La exploración de las entrañas geológicas es también la exploración de los basamentos de nuestra realidad, si realmente la superficie en la que nos desplazamos, en buena medida por inercia, se define ante todo por el diseño de una ilusión que hemos adoptado como cómoda conveniencia. Glassley, en Groenlandia, en la otredad que nada tiene que ver con nuestra forma de relacionarnos con la realidad, comprende que todo lo que experimentamos ha de entenderse como una alteración de la realidad, un fragmento tintado. Si experimentáramos siempre de acuerdo a las vivencias pasadas, o los esquemas predeterminados que marcan nuestras reacciones como un impositivo filtro, nuestro trayecto por la vida estaría definido por una desconexión sustancial, un simple ajuste a una plantilla, como si reprodujéramos un mismo patrón cual autómatas. El espacio de Groenlandia es el espacio de lo otro, de lo que hemos perdido de nosotros. Todo territorio virgen es a la vez un lugar y un relato. En esos pasajes naturales experimenta lo que es vivir sin el lastre de los relojes y el tiempo mecánico, lo que es experimentar el mutismo de múltiples sonidos naturales, lo que es sentir ser observado por otras especies (otras formas de habitar la realidad) que nunca han visto una criatura humana, un lugar en el que el juicio no existe, sólo existe el ser, un vacío que es vivencia pacífica.

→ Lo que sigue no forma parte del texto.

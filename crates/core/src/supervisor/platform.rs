//! Platform abstraction for process-group spawning and termination.
//!
//! Orchestration code never branches on the target OS. A [`ProcessPlatform`]
//! is chosen once (usually via [`native`]) and handed to the supervisor.

use apc_protocol::process_models::OsProcess;
use async_trait::async_trait;
use std::sync::Arc;
use tokio::process::Command;

/// How hard to terminate a process group.
#[derive(Debug, Clone, Copy, PartialEq, Eq)]
pub enum TerminateMode {
    /// Ask the group to exit (SIGTERM / `taskkill /T`).
    Graceful,
    /// Kill the group immediately (SIGKILL / `taskkill /T /F`).
    Force,
}

/// OS-specific process-group operations.
#[async_trait]
pub trait ProcessPlatform: Send + Sync {
    /// Configure a command so the spawned process leads its own group.
    fn start_group(&self, command: &mut Command);

    /// Signal the whole group (or tree) rooted at `pid`.
    async fn terminate_group(&self, pid: u32, mode: TerminateMode) -> std::io::Result<()>;

    /// Snapshot of every process visible to the OS.
    async fn list_processes(&self) -> std::io::Result<Vec<OsProcess>>;
}

/// The platform implementation for the current target.
pub fn native() -> Arc<dyn ProcessPlatform> {
    #[cfg(windows)]
    {
        Arc::new(WindowsPlatform)
    }
    #[cfg(not(windows))]
    {
        Arc::new(UnixPlatform)
    }
}

/// POSIX process groups.
///
/// Children are started with `setpgid(0, 0)` so the agent CLI and any
/// grandchildren spawned by shell wrappers share one group. Termination
/// signals the negative pid, falling back to the single pid when the
/// group no longer exists.
#[cfg(unix)]
#[derive(Debug, Default, Clone, Copy)]
pub struct UnixPlatform;

#[cfg(unix)]
#[async_trait]
impl ProcessPlatform for UnixPlatform {
    fn start_group(&self, command: &mut Command) {
        command.process_group(0);
    }

    async fn terminate_group(&self, pid: u32, mode: TerminateMode) -> std::io::Result<()> {
        let signal = match mode {
            TerminateMode::Graceful => libc::SIGTERM,
            TerminateMode::Force => libc::SIGKILL,
        };
        let pid = i32::try_from(pid)
            .map_err(|_| std::io::Error::new(std::io::ErrorKind::InvalidInput, "pid out of range"))?;

        // SAFETY: kill(2) has no memory-safety preconditions.
        #[allow(unsafe_code)]
        let ret = unsafe { libc::kill(-pid, signal) };
        if ret == 0 {
            return Ok(());
        }

        let group_err = std::io::Error::last_os_error();
        if group_err.raw_os_error() != Some(libc::ESRCH) {
            return Err(group_err);
        }

        // No such group: the child may have been adopted without one.
        #[allow(unsafe_code)]
        let ret = unsafe { libc::kill(pid, signal) };
        if ret == 0 {
            return Ok(());
        }
        let err = std::io::Error::last_os_error();
        if err.raw_os_error() == Some(libc::ESRCH) {
            // Already gone.
            return Ok(());
        }
        Err(err)
    }

    async fn list_processes(&self) -> std::io::Result<Vec<OsProcess>> {
        let output = Command::new("ps")
            .args(["-eo", "pid=,pgid=,args="])
            .output()
            .await?;
        if !output.status.success() {
            return Err(std::io::Error::other(format!(
                "ps exited with {}",
                output.status
            )));
        }
        Ok(parse_ps_output(&String::from_utf8_lossy(&output.stdout)))
    }
}

/// Windows process trees.
///
/// Children are created with `CREATE_NEW_PROCESS_GROUP`; termination uses
/// `taskkill /T`, which walks the parent/child tree.
#[derive(Debug, Default, Clone, Copy)]
pub struct WindowsPlatform;

#[cfg(windows)]
const CREATE_NEW_PROCESS_GROUP: u32 = 0x0000_0200;

#[async_trait]
impl ProcessPlatform for WindowsPlatform {
    fn start_group(&self, _command: &mut Command) {
        #[cfg(windows)]
        _command.creation_flags(CREATE_NEW_PROCESS_GROUP);
    }

    async fn terminate_group(&self, pid: u32, mode: TerminateMode) -> std::io::Result<()> {
        let pid = pid.to_string();
        let mut args = vec!["/PID", pid.as_str(), "/T"];
        if mode == TerminateMode::Force {
            args.push("/F");
        }
        let output = Command::new("taskkill").args(&args).output().await?;
        if output.status.success() {
            return Ok(());
        }
        // taskkill exits 128 when the process is already gone.
        if output.status.code() == Some(128) {
            return Ok(());
        }
        Err(std::io::Error::other(
            String::from_utf8_lossy(&output.stderr).trim().to_string(),
        ))
    }

    async fn list_processes(&self) -> std::io::Result<Vec<OsProcess>> {
        let output = Command::new("wmic")
            .args([
                "process",
                "get",
                "ProcessId,ParentProcessId,CommandLine",
                "/format:csv",
            ])
            .output()
            .await?;
        if !output.status.success() {
            return Err(std::io::Error::other(format!(
                "wmic exited with {}",
                output.status
            )));
        }
        Ok(parse_wmic_csv(&String::from_utf8_lossy(&output.stdout)))
    }
}

/// Parse `ps -eo pid=,pgid=,args=` output.
pub fn parse_ps_output(text: &str) -> Vec<OsProcess> {
    text.lines()
        .filter_map(|line| {
            let mut parts = line.split_whitespace();
            let pid = parts.next()?.parse::<u32>().ok()?;
            let group_id = parts.next()?.parse::<u32>().ok();
            let command_line = parts.collect::<Vec<_>>().join(" ");
            if command_line.is_empty() {
                return None;
            }
            Some(OsProcess {
                pid,
                group_id,
                command_line,
            })
        })
        .collect()
}

/// Parse `wmic ... /format:csv` output.
///
/// Columns are `Node,CommandLine,ParentProcessId,ProcessId`; the command line
/// itself may contain commas, so the numeric columns are taken from the end.
pub fn parse_wmic_csv(text: &str) -> Vec<OsProcess> {
    text.lines()
        .map(str::trim)
        .filter(|line| !line.is_empty() && !line.starts_with("Node,"))
        .filter_map(|line| {
            let mut fields = line.rsplitn(3, ',');
            let pid = fields.next()?.trim().parse::<u32>().ok()?;
            let parent = fields.next()?.trim().parse::<u32>().ok();
            let rest = fields.next()?;
            let command_line = rest.split_once(',').map_or("", |(_, cmd)| cmd).trim();
            if command_line.is_empty() {
                return None;
            }
            Some(OsProcess {
                pid,
                group_id: parent,
                command_line: command_line.to_string(),
            })
        })
        .collect()
}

Una superficie que genera asombro, y propulsa las interrogantes sobre lo que hay más allá de lo que percibimos ¿Qué es lo que descansa en silencio bajo la corteza de piel cósmica, qué es lo que compone aquello que percibimos? Interrogamos a las estrellas para entender por qué sale el sol cada mañana, por qué llega el invierno, por qué hemos de morir. Y en cada respuesta y en cada momento de iluminación encontramos una pregunta más profunda, un laberinto interior de misterios que le dan nuevas alas a la imaginación. Con esos fragmentos construimos conocimientos que componen el mundo. Y esa composición de conocimientos no deja de estar en constante proceso y desplazamiento, mediante el flujo de unas interrogantes que exploran inacabables territorios desconocidos con la luz del asombro. Las tierras inexploradas de Groenlandia nos recuerdan la multiplicidad de lo que podemos experimentar, y que hemos olvidado entre tantos extensores virtuales tecnológicos que ya definen, y mediatizan, nuestra relación con la realidad. Lo que vemos no es siquiera una sombra del esbozo de lo que existe ahí afuera.